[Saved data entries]

'''

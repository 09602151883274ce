//! Answer queue and talk pipeline
//!
//! Answers are delivered strictly in arrival order by a single processing
//! task. Each entry may be rephrased, is preceded by a short typing pause,
//! goes to speech synthesis unless muted, and is then delivered.

use crate::conversation::ConversationLog;
use crate::delivery::{DeliverySink, SpeechSynthesizer};
use hearth_provider::{Duty, ParaphraseInput};
use hearth_types::{Answer, DeliveryEvent, QueuedAnswer};
use rand::Rng;
use serde::Deserialize;
use serde_json::Value;
use std::collections::VecDeque;
use std::sync::atomic::{AtomicBool, Ordering};
use std::sync::{Arc, Mutex, MutexGuard, PoisonError};
use std::time::Duration;
use tokio::sync::Notify;
use tracing::{debug, info, warn};

/// Paraphrase duty as seen by the queue
pub type Paraphraser = Arc<dyn Duty<Input = ParaphraseInput, Output = String>>;

#[derive(Debug, Clone, Deserialize)]
pub struct TalkConfig {
    /// Rephrase eligible answers through the paraphrase duty
    #[serde(default)]
    pub paraphrase: bool,

    /// Shorter answers are never rephrased
    #[serde(default = "default_min_paraphrase_words")]
    pub min_paraphrase_words: usize,

    #[serde(default = "default_typing_delay_min_ms")]
    pub typing_delay_min_ms: u64,

    #[serde(default = "default_typing_delay_max_ms")]
    pub typing_delay_max_ms: u64,
}

fn default_min_paraphrase_words() -> usize {
    5
}

fn default_typing_delay_min_ms() -> u64 {
    100
}

fn default_typing_delay_max_ms() -> u64 {
    350
}

impl Default for TalkConfig {
    fn default() -> Self {
        Self {
            paraphrase: false,
            min_paraphrase_words: default_min_paraphrase_words(),
            typing_delay_min_ms: default_typing_delay_min_ms(),
            typing_delay_max_ms: default_typing_delay_max_ms(),
        }
    }
}

impl TalkConfig {
    fn typing_delay(&self) -> Duration {
        let min = self.typing_delay_min_ms.min(self.typing_delay_max_ms);
        let max = self.typing_delay_max_ms.max(min);
        let ms = rand::thread_rng().gen_range(min..=max);
        Duration::from_millis(ms)
    }
}

#[derive(Debug)]
enum Entry {
    Answer(QueuedAnswer),
    Suggestions(Vec<String>),
}

struct Inner {
    entries: Mutex<VecDeque<Entry>>,
    processing: AtomicBool,
    muted: AtomicBool,
    config: TalkConfig,
    lang: String,
    sink: Arc<dyn DeliverySink>,
    speech: Option<Arc<dyn SpeechSynthesizer>>,
    paraphraser: Option<Paraphraser>,
    log: Arc<Mutex<ConversationLog>>,
    idle: Notify,
}

impl Inner {
    fn entries(&self) -> MutexGuard<'_, VecDeque<Entry>> {
        self.entries.lock().unwrap_or_else(PoisonError::into_inner)
    }
}

/// Cloneable handle to the answer queue
#[derive(Clone)]
pub struct AnswerQueue {
    inner: Arc<Inner>,
}

impl AnswerQueue {
    pub fn new(
        config: TalkConfig,
        lang: impl Into<String>,
        sink: Arc<dyn DeliverySink>,
        log: Arc<Mutex<ConversationLog>>,
    ) -> Self {
        Self {
            inner: Arc::new(Inner {
                entries: Mutex::new(VecDeque::new()),
                processing: AtomicBool::new(false),
                muted: AtomicBool::new(false),
                config,
                lang: lang.into(),
                sink,
                speech: None,
                paraphraser: None,
                log,
                idle: Notify::new(),
            }),
        }
    }

    /// Builder: speech synthesis collaborator. Call before sharing the queue.
    pub fn with_speech(mut self, speech: Arc<dyn SpeechSynthesizer>) -> Self {
        if let Some(inner) = Arc::get_mut(&mut self.inner) {
            inner.speech = Some(speech);
        } else {
            warn!("Answer queue already shared, speech synthesizer ignored");
        }
        self
    }

    /// Builder: paraphrase duty. Call before sharing the queue.
    pub fn with_paraphraser(mut self, paraphraser: Paraphraser) -> Self {
        if let Some(inner) = Arc::get_mut(&mut self.inner) {
            inner.paraphraser = Some(paraphraser);
        } else {
            warn!("Answer queue already shared, paraphraser ignored");
        }
        self
    }

    pub fn set_muted(&self, muted: bool) {
        info!("Speech {}", if muted { "muted" } else { "unmuted" });
        self.inner.muted.store(muted, Ordering::SeqCst);
    }

    pub fn is_muted(&self) -> bool {
        self.inner.muted.load(Ordering::SeqCst)
    }

    /// Queue an answer; starts a processing cycle unless one is running
    pub fn talk(&self, answer: QueuedAnswer) {
        self.push(Entry::Answer(answer));
    }

    /// Shorthand for a plain, non-rephrasable answer
    pub fn say(&self, text: impl Into<String>, end_of_turn: bool) {
        self.talk(QueuedAnswer::new(Answer::text(text), end_of_turn));
    }

    /// Queue a suggestion list behind the answers already waiting
    pub fn suggest(&self, items: Vec<String>) {
        if !items.is_empty() {
            self.push(Entry::Suggestions(items));
        }
    }

    /// Update a message in place.
    ///
    /// A message still waiting in the queue is rewritten; a delivered one is
    /// replaced through an answer event carrying the replace target.
    pub async fn replace(&self, target_id: &str, answer: Answer, widget: Option<Value>) {
        {
            let mut entries = self.inner.entries();
            let waiting = entries.iter_mut().find_map(|entry| match entry {
                Entry::Answer(queued) if queued.id == target_id => Some(queued),
                _ => None,
            });
            if let Some(queued) = waiting {
                debug!("Rewriting queued message {}", target_id);
                queued.answer = answer;
                if widget.is_some() {
                    queued.widget = widget;
                }
                return;
            }
        }

        debug!("Replacing delivered message {}", target_id);
        let event = DeliveryEvent::Answer {
            id: target_id.to_string(),
            text: answer.text,
            widget,
            replace: Some(target_id.to_string()),
        };
        if let Err(e) = self.inner.sink.deliver(event).await {
            warn!("Failed to deliver replacement of {}: {:#}", target_id, e);
        }
    }

    /// Drop every undelivered answer and signal the interruption
    pub async fn interrupt(&self) {
        let dropped = {
            let mut entries = self.inner.entries();
            let count = entries.len();
            entries.clear();
            count
        };
        info!("Interrupted, {} queued answer(s) dropped", dropped);
        if let Err(e) = self.inner.sink.deliver(DeliveryEvent::Interruption).await {
            warn!("Failed to deliver interruption: {:#}", e);
        }
    }

    /// Number of entries waiting
    pub fn pending(&self) -> usize {
        self.inner.entries().len()
    }

    pub fn is_processing(&self) -> bool {
        self.inner.processing.load(Ordering::SeqCst)
    }

    /// Wait until every queued entry has been delivered
    pub async fn drained(&self) {
        loop {
            let notified = self.inner.idle.notified();
            if !self.is_processing() && self.pending() == 0 {
                return;
            }
            notified.await;
        }
    }

    fn push(&self, entry: Entry) {
        let mut entries = self.inner.entries();
        entries.push_back(entry);
        // Checked under the entries lock so the processing task cannot
        // observe an empty queue and stop between push and check
        if !self.inner.processing.swap(true, Ordering::SeqCst) {
            let inner = self.inner.clone();
            tokio::spawn(process(inner));
        }
    }
}

async fn process(inner: Arc<Inner>) {
    loop {
        let next = inner.entries().pop_front();
        match next {
            Some(Entry::Answer(answer)) => speak(&inner, answer).await,
            Some(Entry::Suggestions(items)) => {
                if let Err(e) = inner.sink.deliver(DeliveryEvent::Suggestions { items }).await {
                    warn!("Failed to deliver suggestions: {:#}", e);
                }
            }
            None => {
                if let Err(e) = inner.sink.deliver(DeliveryEvent::TypingStopped).await {
                    warn!("Failed to deliver typing stop: {:#}", e);
                }
                // Answers queued during the typing stop are picked up here
                let entries = inner.entries();
                if entries.is_empty() {
                    inner.processing.store(false, Ordering::SeqCst);
                    break;
                }
            }
        }
    }

    inner.idle.notify_waiters();
}

async fn speak(inner: &Inner, queued: QueuedAnswer) {
    let QueuedAnswer {
        id,
        answer,
        end_of_turn,
        paraphrasable,
        widget,
    } = queued;

    let answer = rephrase(inner, answer, paraphrasable).await;

    if let Err(e) = inner.sink.deliver(DeliveryEvent::TypingStarted).await {
        warn!("Failed to deliver typing start: {:#}", e);
    }
    tokio::time::sleep(inner.config.typing_delay()).await;

    if !inner.muted.load(Ordering::SeqCst) && !answer.speech.trim().is_empty() {
        if let Some(speech) = &inner.speech {
            if let Err(e) = speech.synthesize(&answer.speech, end_of_turn).await {
                warn!("Speech synthesis failed: {:#}", e);
            }
        }
    }

    info!("Talk: {}", answer.text);
    let event = DeliveryEvent::Answer {
        id,
        text: answer.text.clone(),
        widget,
        replace: None,
    };
    if let Err(e) = inner.sink.deliver(event).await {
        warn!("Failed to deliver answer: {:#}", e);
    }

    inner
        .log
        .lock()
        .unwrap_or_else(PoisonError::into_inner)
        .record_answer(answer.text);
}

async fn rephrase(inner: &Inner, answer: Answer, paraphrasable: bool) -> Answer {
    let Some(paraphraser) = &inner.paraphraser else {
        return answer;
    };
    if !paraphrasable
        || !inner.config.paraphrase
        || answer.word_count() < inner.config.min_paraphrase_words
    {
        return answer;
    }

    let input = ParaphraseInput {
        text: answer.text.clone(),
        lang: inner.lang.clone(),
    };
    match paraphraser.execute(input).await {
        Ok(text) => {
            debug!("Rephrased '{}' as '{}'", answer.text, text);
            Answer::text(text)
        }
        Err(e) => {
            warn!("Paraphrase failed, keeping original answer: {}", e);
            answer
        }
    }
}

#[cfg(test)]
mod tests {
    use super::*;
    use crate::testing::{RecordingSink, RecordingSpeech, UppercaseParaphraser};

    fn queue(sink: Arc<RecordingSink>, config: TalkConfig) -> AnswerQueue {
        AnswerQueue::new(config, "en", sink, Arc::new(Mutex::new(ConversationLog::new())))
    }

    #[tokio::test(start_paused = true)]
    async fn test_fifo_delivery() {
        let sink = Arc::new(RecordingSink::default());
        let queue = queue(sink.clone(), TalkConfig::default());

        queue.say("first", false);
        queue.say("second", false);
        tokio::task::yield_now().await;
        queue.say("third", true);
        queue.drained().await;

        assert_eq!(sink.answers(), vec!["first", "second", "third"]);
        let events = sink.events();
        assert_eq!(events.first(), Some(&DeliveryEvent::TypingStarted));
        assert_eq!(events.last(), Some(&DeliveryEvent::TypingStopped));
        assert!(!queue.is_processing());
    }

    #[tokio::test(start_paused = true)]
    async fn test_paraphrase_rules() {
        let sink = Arc::new(RecordingSink::default());
        let config = TalkConfig {
            paraphrase: true,
            ..TalkConfig::default()
        };
        let queue = queue(sink.clone(), config).with_paraphraser(Arc::new(UppercaseParaphraser));

        queue.talk(QueuedAnswer::new(Answer::text("ok"), false).paraphrasable(true));
        queue.talk(
            QueuedAnswer::new(Answer::text("your list has three items in it"), false)
                .paraphrasable(true),
        );
        queue.talk(QueuedAnswer::new(Answer::text("what is the list name please"), true));
        queue.drained().await;

        assert_eq!(
            sink.answers(),
            vec![
                "ok",
                "YOUR LIST HAS THREE ITEMS IN IT",
                "what is the list name please"
            ]
        );
    }

    #[tokio::test(start_paused = true)]
    async fn test_muted_skips_speech() {
        let sink = Arc::new(RecordingSink::default());
        let speech = Arc::new(RecordingSpeech::default());
        let queue = queue(sink.clone(), TalkConfig::default()).with_speech(speech.clone());

        queue.say("spoken", false);
        queue.drained().await;
        queue.set_muted(true);
        queue.say("silent", true);
        queue.drained().await;

        assert_eq!(speech.spoken(), vec!["spoken"]);
        assert_eq!(sink.answers(), vec!["spoken", "silent"]);
    }

    #[tokio::test(start_paused = true)]
    async fn test_replace_queued_and_delivered() {
        let sink = Arc::new(RecordingSink::default());
        let queue = queue(sink.clone(), TalkConfig::default());

        let progress = QueuedAnswer::new(Answer::text("Downloading 10%"), false).with_id("msg-progress");
        queue.talk(progress);
        queue.replace("msg-progress", Answer::text("Downloading 50%"), None).await;
        queue.drained().await;
        queue.replace("msg-progress", Answer::text("Downloaded"), None).await;

        assert_eq!(sink.answers(), vec!["Downloading 50%", "Downloaded"]);
        assert!(sink.events().contains(&DeliveryEvent::Answer {
            id: "msg-progress".into(),
            text: "Downloaded".into(),
            widget: None,
            replace: Some("msg-progress".into()),
        }));
    }

    #[tokio::test(start_paused = true)]
    async fn test_interrupt_drops_pending() {
        let sink = Arc::new(RecordingSink::default());
        let queue = queue(sink.clone(), TalkConfig::default());

        queue.say("one", false);
        queue.say("two", false);
        queue.say("three", false);
        queue.interrupt().await;
        queue.drained().await;

        assert!(sink.events().contains(&DeliveryEvent::Interruption));
        assert!(sink.answers().len() <= 1);
        assert_eq!(queue.pending(), 0);
    }

    #[tokio::test(start_paused = true)]
    async fn test_suggestions_follow_answers() {
        let sink = Arc::new(RecordingSink::default());
        let queue = queue(sink.clone(), TalkConfig::default());

        queue.say("Want to play again?", true);
        queue.suggest(vec!["Yes".into(), "No".into()]);
        queue.drained().await;

        let events = sink.events();
        let answer_at = events
            .iter()
            .position(|e| matches!(e, DeliveryEvent::Answer { .. }))
            .unwrap();
        let suggestions_at = events
            .iter()
            .position(|e| matches!(e, DeliveryEvent::Suggestions { .. }))
            .unwrap();
        assert!(answer_at < suggestions_at);
    }
}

'''

Task goal: Lines containing the word "name" are to be pulled from the records and copied.

Solution:
        queue.talk(QueuedAnswer::new(Answer::text("what is the list name please"), true));
                "what is the list name please"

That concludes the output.